### What is a Set?

From our course text, a *set* is an unordered collection of unique elements.

Sets are used *A LOT* in mathematics.  Without sets, humanity's current level of mathematical sophistication would be much less.  

In mathematics, sets are usually denoted with the $\{$ and $\}$ symbols.  As an example consider the set $A$ defined as $\{1,2,3,4\}$.

Sets *do not allow for repeats*.  So, $$\{1,2,3,3,4,4,4\}=\{1,2,3,4\}$$

Also, *there is no order to a set*.  So, $$\{1,3,2,4\}=\{4,3,2,1\}=\{1,2,3,4\}$$

The numbers (or whatever else is in there) are called *elements*.

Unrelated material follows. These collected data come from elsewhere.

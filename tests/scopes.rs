//! Scope lifecycle: LIFO finalization, early release, late registration,
//! and bracket-style resource handling.

mod common;

use common::{init_tracing, EventLog};
use filament::{Effect, ExitStatus, FinalizerKey, Runtime, Scope};
use std::convert::Infallible;

fn record(log: &EventLog, event: &'static str) -> Effect<(), Infallible> {
    let log = log.clone();
    Effect::succeed_with(move || log.push(event))
}

#[test]
fn finalizers_close_in_lifo_order() {
    init_tracing();
    let log = EventLog::new();
    let (f1, f2, f3) = (record(&log, "f1"), record(&log, "f2"), record(&log, "f3"));
    let program = Effect::<u32, String>::scoped(move |scope| {
        scope
            .add_finalizer(f1)
            .infallible()
            .zip_right(scope.add_finalizer(f2).infallible())
            .zip_right(scope.add_finalizer(f3).infallible())
            .zip_right(Effect::succeed(7))
    });
    let runtime = Runtime::new();
    assert_eq!(runtime.run(program).unwrap(), 7);
    assert_eq!(log.events(), vec!["f3", "f2", "f1"]);
}

#[test]
fn released_finalizers_do_not_run_again_at_close() {
    init_tracing();
    let log = EventLog::new();
    let (f1, f2) = (record(&log, "f1"), record(&log, "f2"));
    let program = Effect::<bool, String>::scoped(move |scope| {
        let early = scope.clone();
        scope
            .add_finalizer(f1)
            .infallible()
            .flat_map(move |key| {
                early
                    .add_finalizer(f2)
                    .infallible()
                    .flat_map(move |_| early.release(key).infallible())
            })
    });
    let runtime = Runtime::new();
    // release found and ran f1 ahead of close; close then ran only f2.
    assert!(runtime.run(program).unwrap());
    assert_eq!(log.events(), vec!["f1", "f2"]);
}

#[test]
fn releasing_an_unknown_key_is_a_no_op() {
    init_tracing();
    let runtime = Runtime::new();
    let program = Effect::<bool, String>::scoped(|scope| {
        scope.release(FinalizerKey::SENTINEL).infallible()
    });
    assert!(!runtime.run(program).unwrap());
}

#[test]
fn adding_to_a_closed_scope_runs_immediately() {
    init_tracing();
    let log = EventLog::new();
    let fin = record(&log, "late");
    let escape: Scope = {
        let runtime = Runtime::new();
        let program = Effect::<Scope, String>::scoped(|scope| Effect::succeed(scope));
        runtime.run(program).unwrap()
    };
    assert!(escape.is_closed());

    let runtime = Runtime::new();
    let key = runtime.run(escape.add_finalizer(fin)).unwrap();
    assert!(key.is_sentinel());
    assert_eq!(log.events(), vec!["late"]);
}

#[test]
fn finalizers_observe_the_exit_status() {
    init_tracing();
    let log = EventLog::new();
    let seen = log.clone();
    let program = Effect::<u32, String>::scoped(move |scope| {
        scope
            .add_finalizer_exit(move |status| {
                let seen = seen.clone();
                Effect::succeed_with(move || seen.push(format!("{status:?}")))
            })
            .infallible()
            .zip_right(Effect::fail("boom".to_string()))
    });
    let runtime = Runtime::new();
    let exit = runtime.run(program);
    assert!(exit.is_failure());
    assert_eq!(log.events(), vec!["Failed"]);
}

#[test]
fn a_failing_finalizer_surfaces_in_the_cause() {
    init_tracing();
    let program = Effect::<u32, String>::scoped(|scope| {
        scope
            .add_finalizer(Effect::succeed(()).flat_map(|()| Effect::die("cleanup bug")))
            .infallible()
            .zip_right(Effect::succeed(1))
    });
    let runtime = Runtime::new();
    let exit = runtime.run(program);
    let cause = exit.cause().expect("close must surface the defect");
    assert!(cause.is_die());
    assert!(cause.defects()[0].message().contains("cleanup bug"));
}

#[test]
fn body_failure_sequences_before_finalizer_failure() {
    init_tracing();
    let program = Effect::<u32, String>::scoped(|scope| {
        scope
            .add_finalizer(Effect::unit().flat_map(|()| Effect::die("secondary")))
            .infallible()
            .zip_right(Effect::fail("primary".to_string()))
    });
    let runtime = Runtime::new();
    let exit = runtime.run(program);
    let cause = exit.cause().expect("must fail");
    assert_eq!(cause.failure_option(), Some(&"primary".to_string()));
    assert!(cause.is_die());
}

#[test]
fn extend_defers_cleanup_to_the_outer_scope() {
    init_tracing();
    let log = EventLog::new();
    let fin = record(&log, "resource closed");
    let probe = log.clone();
    let program = Effect::<u32, String>::scoped(move |scope| {
        scope
            .extend(move |s| s.add_finalizer(fin).infallible::<String>())
            .flat_map(move |_key| {
                Effect::succeed_with(move || {
                    // The extended effect already finished, but its cleanup
                    // waits for the owning scope.
                    assert!(probe.events().is_empty());
                    3
                })
            })
    });
    let runtime = Runtime::new();
    assert_eq!(runtime.run(program).unwrap(), 3);
    assert_eq!(log.events(), vec!["resource closed"]);
}

#[test]
fn acquire_release_pairs_on_success_and_failure() {
    init_tracing();
    let log = EventLog::new();
    let runtime = Runtime::new();

    let rel = log.clone();
    let ok = Effect::<u32, String>::acquire_release(
        Effect::succeed("res"),
        |r| Effect::succeed(r.len() as u32),
        move |_r, status| {
            let rel = rel.clone();
            Effect::succeed_with(move || rel.push(format!("ok:{status:?}")))
        },
    );
    assert_eq!(runtime.run(ok).unwrap(), 3);

    let rel = log.clone();
    let err = Effect::<u32, String>::acquire_release(
        Effect::succeed("res"),
        |_r| Effect::fail("use failed".to_string()),
        move |_r, status| {
            let rel = rel.clone();
            Effect::succeed_with(move || rel.push(format!("err:{status:?}")))
        },
    );
    assert!(runtime.run(err).is_failure());

    assert_eq!(log.events(), vec!["ok:Succeeded", "err:Failed"]);
}

#[test]
fn acquire_release_releases_on_interrupt() {
    init_tracing();
    let log = EventLog::new();
    let rel = log.clone();
    let worker = Effect::<u32, String>::acquire_release(
        Effect::succeed(0u8),
        |_| Effect::never(),
        move |_, status| {
            let rel = rel.clone();
            Effect::succeed_with(move || rel.push(format!("{status:?}")))
        },
    );
    let program = worker.fork().flat_map(|fiber| {
        Effect::yield_now()
            .infallible()
            .flat_map(move |()| fiber.interrupt())
    });
    let runtime = Runtime::new();
    let exit = runtime.run(program).unwrap();
    assert!(exit.is_interrupted());
    assert_eq!(log.events(), vec!["Interrupted"]);
}
//! Public runtime error types.
//!
//! Most failure flows through [`Cause`](crate::cause::Cause); the variants
//! here describe conditions the runtime itself detects. They surface as
//! defects (the caller did not declare them in an error channel) carrying a
//! `RuntimeError` payload inspectable via
//! [`Defect::downcast_ref`](crate::cause::Defect::downcast_ref).

use crate::cause::Defect;
use crate::fiber::id::FiberId;
use crate::fiber::refs::RefId;
use thiserror::Error;

/// Conditions detected by the runtime itself.
#[derive(Debug, Clone, PartialEq, Eq, Error)]
pub enum RuntimeError {
    /// The scheduler queue drained while the root fiber was still
    /// suspended: every live fiber is waiting on a resumption that can no
    /// longer arrive.
    #[error("no runnable fibers: fiber {root} is suspended with no pending resumption")]
    Deadlock {
        /// The fiber the blocking entrypoint was waiting on.
        root: FiberId,
    },

    /// A fiber ref's arena slot held a value of an unexpected type.
    #[error("fiber ref {id:?} holds a value of an unexpected type")]
    RefTypeMismatch {
        /// The offending ref.
        id: RefId,
    },

    /// A typed error escaped its declared error channel. The runtime
    /// converts it to a defect at the boundary instead of letting it
    /// impersonate a different error type.
    #[error("an error escaped its typed channel and was converted to a defect")]
    ErrorEscapedChannel,

    /// A fiber's result value was requested after it had already been
    /// consumed by an earlier `await`.
    #[error("fiber {fiber} result already consumed")]
    ResultConsumed {
        /// The fiber whose result was requested.
        fiber: FiberId,
    },
}

impl RuntimeError {
    /// Wraps this error as a defect payload.
    #[must_use]
    pub(crate) fn into_defect(self) -> Defect {
        let message = self.to_string();
        Defect::with_message(message, std::rc::Rc::new(self))
    }
}

#[cfg(test)]
mod tests {
    use super::*;

    #[test]
    fn defect_payload_round_trips() {
        let defect = RuntimeError::Deadlock {
            root: FiberId::NONE,
        }
        .into_defect();
        assert!(defect.message().contains("no runnable fibers"));
        assert!(matches!(
            defect.downcast_ref::<RuntimeError>(),
            Some(RuntimeError::Deadlock { .. })
        ));
    }

    #[test]
    fn display_messages() {
        let e = RuntimeError::RefTypeMismatch { id: RefId(3) };
        assert!(e.to_string().contains("unexpected type"));
        let e = RuntimeError::ErrorEscapedChannel;
        assert!(e.to_string().contains("typed channel"));
    }
}
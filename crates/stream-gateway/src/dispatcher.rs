//! Reads the shared stream and routes every frame.

use std::sync::Arc;

use futures::{FutureExt, StreamExt};
use stream_gateway_core::{
    Attachment, AttachmentStore, Delivery, FrameStream, InboundMessage, StreamResponse,
    TokenRefresher, TransportError,
};
use stream_gateway_session::{RouteOutcome, SessionRegistry};
use tokio::sync::{broadcast, oneshot};

use crate::pool::{CorrelationPool, Resolution};

/// Lifecycle of the physical connection.
#[derive(Debug, Clone, PartialEq, Eq)]
pub enum ConnectionEvent {
    /// The stream was opened.
    Established { endpoint: String },
    /// The stream failed; it is no longer read.
    Error(TransportError),
    /// The backend closed the stream.
    Ended,
}

/// What happened to one frame.
#[derive(Debug, Clone, Copy, PartialEq, Eq)]
pub enum DispatchOutcome {
    Resolved(Resolution),
    Routed(RouteOutcome),
}

/// Routes inbound frames to the correlation pool or to sessions.
#[derive(Clone)]
pub struct Dispatcher {
    pool: Arc<CorrelationPool>,
    registry: Arc<SessionRegistry>,
    attachments: Option<Arc<dyn AttachmentStore>>,
    refresher: Arc<dyn TokenRefresher>,
    events: broadcast::Sender<ConnectionEvent>,
}

impl Dispatcher {
    #[must_use]
    pub fn new(
        pool: Arc<CorrelationPool>,
        registry: Arc<SessionRegistry>,
        refresher: Arc<dyn TokenRefresher>,
        events: broadcast::Sender<ConnectionEvent>,
    ) -> Self {
        Self {
            pool,
            registry,
            attachments: None,
            refresher,
            events,
        }
    }

    #[must_use]
    pub fn with_attachments(mut self, store: Option<Arc<dyn AttachmentStore>>) -> Self {
        self.attachments = store;
        self
    }

    /// Spawn the read loop on `stream`.
    ///
    /// The loop ends on the first stream error, at end of stream, or when
    /// `shutdown_rx` fires.
    #[must_use]
    pub fn spawn(
        self,
        stream: FrameStream,
        shutdown_rx: oneshot::Receiver<()>,
    ) -> tokio::task::JoinHandle<()> {
        tokio::spawn(async move { self.read_loop(stream, shutdown_rx).await })
    }

    async fn read_loop(&self, mut stream: FrameStream, shutdown_rx: oneshot::Receiver<()>) {
        let mut shutdown_rx = shutdown_rx.fuse();

        loop {
            tokio::select! {
                next = stream.next() => {
                    match next {
                        Some(Ok(frame)) => {
                            self.dispatch(frame).await;
                        }
                        Some(Err(e)) => {
                            tracing::error!("Upstream stream error: {e}");
                            if e.is_invalid_token() {
                                self.refresh_token().await;
                            }
                            let _ = self.events.send(ConnectionEvent::Error(e));
                            break;
                        }
                        None => {
                            tracing::error!("Upstream stream ended");
                            let _ = self.events.send(ConnectionEvent::Ended);
                            break;
                        }
                    }
                }
                _ = &mut shutdown_rx => {
                    tracing::debug!("Dispatcher shutting down");
                    break;
                }
            }
        }
    }

    /// Route a single frame. Never fails; problems are logged and reported
    /// through the pool, the registry, or the attachment state.
    pub async fn dispatch(&self, frame: StreamResponse) -> DispatchOutcome {
        tracing::debug!(
            request_id = %frame.request_id,
            response_type = ?frame.response_type,
            bytes = frame.data.len(),
            "Inbound frame"
        );
        let message = InboundMessage::classify(frame);
        let attachment = self.materialize(message.frame()).await;

        match message {
            InboundMessage::Reply { request_id, frame } => DispatchOutcome::Resolved(
                self.pool
                    .resolve(&request_id, Delivery::new(frame, attachment)),
            ),
            push => DispatchOutcome::Routed(self.registry.deliver(push, attachment)),
        }
    }

    async fn materialize(&self, frame: &StreamResponse) -> Attachment {
        let Some(store) = &self.attachments else {
            return Attachment::None;
        };
        match store.materialize(frame).await {
            Ok(Some(path)) => Attachment::Saved(path),
            Ok(None) => Attachment::None,
            Err(e) => {
                tracing::warn!(
                    response_type = ?frame.response_type,
                    "Attachment materialization failed: {e}"
                );
                Attachment::Failed(e.to_string())
            }
        }
    }

    async fn refresh_token(&self) {
        tracing::warn!("Upstream reported INVALID_TOKEN; requesting refresh");
        if let Err(e) = self.refresher.refresh().await {
            tracing::error!("Token refresh failed: {e}");
        }
    }
}

#[cfg(test)]
mod tests {
    use std::path::PathBuf;

    use async_trait::async_trait;
    use serde_json::json;
    use stream_gateway_core::{AttachmentError, ResponseType, traits::LogOnlyRefresher};

    use super::*;

    struct FailingStore;

    #[async_trait]
    impl AttachmentStore for FailingStore {
        async fn materialize(
            &self,
            _frame: &StreamResponse,
        ) -> Result<Option<PathBuf>, AttachmentError> {
            Err(AttachmentError::Decode("corrupt".into()))
        }
    }

    fn dispatcher() -> (Dispatcher, Arc<CorrelationPool>, Arc<SessionRegistry>) {
        let pool = CorrelationPool::new();
        let registry = Arc::new(SessionRegistry::default());
        let (events, _) = broadcast::channel(8);
        let dispatcher = Dispatcher::new(
            Arc::clone(&pool),
            Arc::clone(&registry),
            Arc::new(LogOnlyRefresher),
            events,
        );
        (dispatcher, pool, registry)
    }

    #[tokio::test]
    async fn test_reply_resolves_pending_request() {
        let (dispatcher, pool, _) = dispatcher();
        let waiter = pool.register("r1").unwrap();

        let outcome = dispatcher
            .dispatch(StreamResponse::reply("r1", ResponseType::ContactList, "[]"))
            .await;
        assert_eq!(outcome, DispatchOutcome::Resolved(Resolution::Delivered));
        assert_eq!(waiter.wait().await.unwrap().frame.data, "[]");
    }

    #[tokio::test]
    async fn test_orphaned_reply_is_not_fatal() {
        let (dispatcher, _, _) = dispatcher();
        let outcome = dispatcher
            .dispatch(StreamResponse::reply("ghost", ResponseType::ContactList, "[]"))
            .await;
        assert_eq!(outcome, DispatchOutcome::Resolved(Resolution::Orphaned));
    }

    #[tokio::test]
    async fn test_attachment_failure_still_delivers() {
        let (dispatcher, _, registry) = dispatcher();
        let dispatcher = dispatcher.with_attachments(Some(Arc::new(FailingStore)));
        let mut events = registry.create_session("alice").subscribe();

        let frame = StreamResponse::push(
            ResponseType::LoginQrcode,
            json!({ "qrcode": "???" }).to_string(),
        );
        assert_eq!(
            dispatcher.dispatch(frame).await,
            DispatchOutcome::Routed(RouteOutcome::Delivered(1))
        );
        let delivery = events.recv().await.unwrap();
        assert!(matches!(delivery.attachment, Attachment::Failed(_)));
    }

    #[tokio::test]
    async fn test_read_loop_reports_terminal_events() {
        let (dispatcher, pool, _) = dispatcher();
        let mut events = dispatcher.events.subscribe();
        let waiter = pool.register("r1").unwrap();

        let frames: Vec<Result<StreamResponse, TransportError>> = vec![
            Ok(StreamResponse::push(ResponseType::StatusNotify, "garbage")),
            Err(TransportError::Closed),
        ];
        let (_shutdown_tx, shutdown_rx) = oneshot::channel();
        dispatcher
            .spawn(futures::stream::iter(frames).boxed(), shutdown_rx)
            .await
            .unwrap();

        assert_eq!(
            events.recv().await.unwrap(),
            ConnectionEvent::Error(TransportError::Closed)
        );
        // terminal stream events leave pending requests alone
        assert!(pool.contains(waiter.id()));
    }

    #[tokio::test]
    async fn test_read_loop_reports_end_of_stream() {
        let (dispatcher, _, _) = dispatcher();
        let mut events = dispatcher.events.subscribe();
        let (_shutdown_tx, shutdown_rx) = oneshot::channel();
        dispatcher
            .spawn(
                futures::stream::empty::<Result<StreamResponse, TransportError>>().boxed(),
                shutdown_rx,
            )
            .await
            .unwrap();
        assert_eq!(events.recv().await.unwrap(), ConnectionEvent::Ended);
    }
}
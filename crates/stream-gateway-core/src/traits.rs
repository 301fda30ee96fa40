//! Collaborator traits the gateway calls into but does not implement.

use std::{path::PathBuf, sync::Arc};

use async_trait::async_trait;
use futures::stream::BoxStream;
use thiserror::Error;

use crate::protocol::{InitConfig, RequestObject, ResponseObject, StreamResponse};

/// Error detail the backend uses to report an expired or revoked token.
pub const INVALID_TOKEN: &str = "INVALID_TOKEN";

/// Transport error.
#[derive(Debug, Clone, Error, PartialEq, Eq)]
pub enum TransportError {
    #[error("Connection failed: {0}")]
    Connect(String),
    #[error("Upstream status {code}: {details}")]
    Status { code: i32, details: String },
    #[error("Stream closed")]
    Closed,
}

impl TransportError {
    /// Whether the backend rejected the identity token.
    #[must_use]
    pub fn is_invalid_token(&self) -> bool {
        matches!(self, Self::Status { details, .. } if details == INVALID_TOKEN)
    }
}

/// Frames emitted by the long-lived subscription.
pub type FrameStream = BoxStream<'static, Result<StreamResponse, TransportError>>;

/// One physical connection to the backend.
#[async_trait]
pub trait UpstreamClient: Send + Sync {
    /// Send a unary request; the backend answers with an acknowledgement only.
    async fn request(&self, request: RequestObject) -> Result<ResponseObject, TransportError>;

    /// Open the server stream carrying replies and pushes.
    async fn subscribe(&self, config: InitConfig) -> Result<FrameStream, TransportError>;
}

/// Opens physical connections. Each successful call is a new connection.
#[async_trait]
pub trait UpstreamConnector: Send + Sync {
    async fn connect(&self, endpoint: &str) -> Result<Arc<dyn UpstreamClient>, TransportError>;
}

/// Token refresh error.
#[derive(Debug, Error)]
pub enum RefreshError {
    #[error("Token refresh failed: {0}")]
    Failed(String),
}

/// Called when the backend reports `INVALID_TOKEN`.
#[async_trait]
pub trait TokenRefresher: Send + Sync {
    async fn refresh(&self) -> Result<(), RefreshError>;
}

/// Refresher that only records the signal in the log.
#[derive(Debug, Default, Clone)]
pub struct LogOnlyRefresher;

#[async_trait]
impl TokenRefresher for LogOnlyRefresher {
    async fn refresh(&self) -> Result<(), RefreshError> {
        tracing::warn!("Token reported invalid; no refresher configured");
        Ok(())
    }
}

/// Attachment error.
#[derive(Debug, Error)]
pub enum AttachmentError {
    #[error("Invalid attachment encoding: {0}")]
    Decode(String),
    #[error("I/O error: {0}")]
    Io(#[from] std::io::Error),
}

/// Decodes and persists files embedded in frame payloads.
#[async_trait]
pub trait AttachmentStore: Send + Sync {
    /// Returns `Ok(None)` when the frame carries no attachment.
    async fn materialize(&self, frame: &StreamResponse)
    -> Result<Option<PathBuf>, AttachmentError>;
}
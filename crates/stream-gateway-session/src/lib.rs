//! Session registry and push routing for the stream gateway.
//!
//! Provides:
//! - `SessionRegistry` - Named sessions and the push routing policy
//! - `Session` - Partially-known identity plus its event channel
//! - `SessionEvents` / `DeliveryFailure` - Subscriber side and failure reporting

pub mod registry;
pub mod session;
pub mod sink;

pub use registry::{RegistryConfig, RegistryError, RouteOutcome, SessionRegistry};
pub use session::Session;
pub use sink::{DeliveryFailure, SessionEvents, SinkError};
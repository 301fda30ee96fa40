//! Backend identity attributes of a session.

use serde::{Deserialize, Serialize};
use serde_json::Value;

/// Identity a session has learned so far.
///
/// Every attribute starts at its sentinel (`""` / `0`) and is filled in as
/// pushes reveal which backend account the session belongs to.
#[derive(Debug, Clone, Default, PartialEq, Eq, Serialize, Deserialize)]
#[serde(rename_all = "camelCase")]
pub struct Identity {
    pub user_name: String,
    pub uin: u64,
    pub qrcode_id: u64,
}

impl Identity {
    /// True while no attribute has been bound.
    #[must_use]
    pub fn is_unbound(&self) -> bool {
        self.qrcode_id == 0 && self.uin == 0 && self.user_name.is_empty()
    }

    /// Whether this identity answers to `key`.
    #[must_use]
    pub const fn matches(&self, key: IdentityKey) -> bool {
        match key {
            IdentityKey::Uin(uin) => self.uin == uin,
            IdentityKey::Qrcode(id) => self.qrcode_id == id,
        }
    }

    /// Merge `update` into this identity. Sentinel values in the update are ignored.
    ///
    /// Returns the keys that changed.
    pub fn apply(&mut self, update: &IdentityUpdate) -> Vec<IdentityKey> {
        let mut changed = Vec::new();
        if let Some(name) = update.user_name.as_deref().filter(|n| !n.is_empty()) {
            if self.user_name != name {
                self.user_name = name.to_string();
            }
        }
        if let Some(uin) = update.uin.filter(|u| *u != 0) {
            if self.uin != uin {
                self.uin = uin;
                changed.push(IdentityKey::Uin(uin));
            }
        }
        if let Some(id) = update.qrcode_id.filter(|q| *q != 0) {
            if self.qrcode_id != id {
                self.qrcode_id = id;
                changed.push(IdentityKey::Qrcode(id));
            }
        }
        changed
    }
}

/// Typed key a push can be routed by.
#[derive(Debug, Clone, Copy, PartialEq, Eq, Hash, Serialize, Deserialize)]
#[serde(tag = "kind", content = "value", rename_all = "snake_case")]
pub enum IdentityKey {
    Uin(u64),
    Qrcode(u64),
}

impl std::fmt::Display for IdentityKey {
    fn fmt(&self, f: &mut std::fmt::Formatter<'_>) -> std::fmt::Result {
        match self {
            Self::Uin(uin) => write!(f, "uin:{uin}"),
            Self::Qrcode(id) => write!(f, "qrcode:{id}"),
        }
    }
}

/// Identity attributes carried by a push payload.
#[derive(Debug, Clone, Default, PartialEq, Eq)]
pub struct IdentityUpdate {
    pub user_name: Option<String>,
    pub uin: Option<u64>,
    pub qrcode_id: Option<u64>,
}

impl IdentityUpdate {
    /// Update binding only a QR code id.
    #[must_use]
    pub const fn qrcode(id: u64) -> Self {
        Self {
            user_name: None,
            uin: None,
            qrcode_id: Some(id),
        }
    }

    /// Update binding a uin.
    #[must_use]
    pub const fn uin(uin: u64) -> Self {
        Self {
            user_name: None,
            uin: Some(uin),
            qrcode_id: None,
        }
    }

    /// Extract `userName`, `uin` and `qrcodeId` from a JSON payload.
    ///
    /// Numeric fields are accepted as JSON numbers or decimal strings;
    /// zero and empty values are treated as absent.
    #[must_use]
    pub fn from_payload(payload: &Value) -> Self {
        Self {
            user_name: payload
                .get("userName")
                .and_then(Value::as_str)
                .filter(|s| !s.is_empty())
                .map(str::to_string),
            uin: numeric_field(payload, "uin"),
            qrcode_id: numeric_field(payload, "qrcodeId"),
        }
    }

    #[must_use]
    pub const fn is_empty(&self) -> bool {
        self.user_name.is_none() && self.uin.is_none() && self.qrcode_id.is_none()
    }

    /// Preferred routing key: uin first, then QR code id.
    #[must_use]
    pub const fn routing_key(&self) -> Option<IdentityKey> {
        match (self.uin, self.qrcode_id) {
            (Some(uin), _) => Some(IdentityKey::Uin(uin)),
            (None, Some(id)) => Some(IdentityKey::Qrcode(id)),
            (None, None) => None,
        }
    }

    /// Every key this update could be routed by, most specific first.
    #[must_use]
    pub fn keys(&self) -> Vec<IdentityKey> {
        self.uin
            .map(IdentityKey::Uin)
            .into_iter()
            .chain(self.qrcode_id.map(IdentityKey::Qrcode))
            .collect()
    }
}

fn numeric_field(payload: &Value, field: &str) -> Option<u64> {
    match payload.get(field)? {
        Value::Number(n) => n.as_u64(),
        Value::String(s) => s.trim().parse().ok(),
        _ => None,
    }
    .filter(|v| *v != 0)
}

#[cfg(test)]
mod tests {
    use serde_json::json;

    use super::*;

    #[test]
    fn test_default_identity_is_unbound() {
        let mut identity = Identity::default();
        assert!(identity.is_unbound());

        identity.apply(&IdentityUpdate::qrcode(7));
        assert!(!identity.is_unbound());
        assert!(identity.matches(IdentityKey::Qrcode(7)));
    }

    #[test]
    fn test_apply_ignores_sentinels() {
        let mut identity = Identity {
            user_name: "alice".into(),
            uin: 42,
            qrcode_id: 7,
        };
        let changed = identity.apply(&IdentityUpdate {
            user_name: Some(String::new()),
            uin: Some(0),
            qrcode_id: None,
        });
        assert!(changed.is_empty());
        assert_eq!(identity.uin, 42);
        assert_eq!(identity.user_name, "alice");
    }

    #[test]
    fn test_update_from_payload() {
        let update = IdentityUpdate::from_payload(&json!({
            "uin": "42",
            "qrcodeId": 7,
            "userName": "wxid_alice",
            "qrcode": "aGVsbG8="
        }));
        assert_eq!(update.uin, Some(42));
        assert_eq!(update.qrcode_id, Some(7));
        assert_eq!(update.user_name.as_deref(), Some("wxid_alice"));
        assert_eq!(update.routing_key(), Some(IdentityKey::Uin(42)));
        assert_eq!(
            update.keys(),
            vec![IdentityKey::Uin(42), IdentityKey::Qrcode(7)]
        );

        let empty = IdentityUpdate::from_payload(&json!({ "uin": 0, "text": "hi" }));
        assert!(empty.is_empty());
        assert_eq!(empty.routing_key(), None);
    }
}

In Python, sets can be defined by using the *set* type function on a list or by using the set brackets.

##### Example 1

In [1]:
set([1,2,3,4])

{1, 2, 3, 4}

In [2]:
set([1,2,3,4])==set([2,3,4,1])

True

$\Box$

##### Example 2

In [3]:
{3,4,5,6,7}

{3, 4, 5, 6, 7}

In [4]:
{3,4,5,6,7}=={7,6,5,4,3}

True

$\Box$

Often we will want to give a name (assign a variable) to a set.

##### Example 3

In [5]:
A = set(['dog', 'cat', 'gerbil'])
A

{'cat', 'dog', 'gerbil'}

We can use the *in* keyword with sets too.  This makes sense since sets are *iterable*.

In [6]:
'cat' in A

True

In [7]:
'hamster' in A

False

$\Box$

A common use for a set in Python, is to reduce the number of iterations when iterating over a list.

##### Example 4

In [9]:
#Consider the following list
x = [0,1,2]*8
x

[0, 1, 2, 0, 1, 2, 0, 1, 2, 0, 1, 2, 0, 1, 2, 0, 1, 2, 0, 1, 2, 0, 1, 2]

In [17]:
#Clearly, it is redundant to iterate over all of these, if all we want to know is the unique values of m+1 for all m in x
y = [m+1 for m in x]
y

[1, 2, 3, 1, 2, 3, 1, 2, 3, 1, 2, 3, 1, 2, 3, 1, 2, 3, 1, 2, 3, 1, 2, 3]

In [18]:
y = [m+1 for m in set(x)]
y

[1, 2, 3]

$\Box$

##### Exercise 1

Write code so that the following function performs the way that its docstring indicates.

Example: unique_elements($[$1,2,3,1$]$ should return False.

unique_elements($[$1,2,3,4$]$ should return True.

In [25]:
def unique_elements(some_list):
    """
    Parameters
    -----------
    some_list: list
    
    Returns
    -----------
    Boolean: True, if all elements in some_list are unique and False otherwise.
    """

In [None]:
if unique_elements(['a','b','c','a', 'c']):
    print("Something is wrong with your code.")
elif not unique_elements([1,2,3,4,5]):
    print("Something is wrong with your code.")
else:
    print("All tests passed.")

##### Exercise 2

Write code so that the following function performs the way that its docstring indicates.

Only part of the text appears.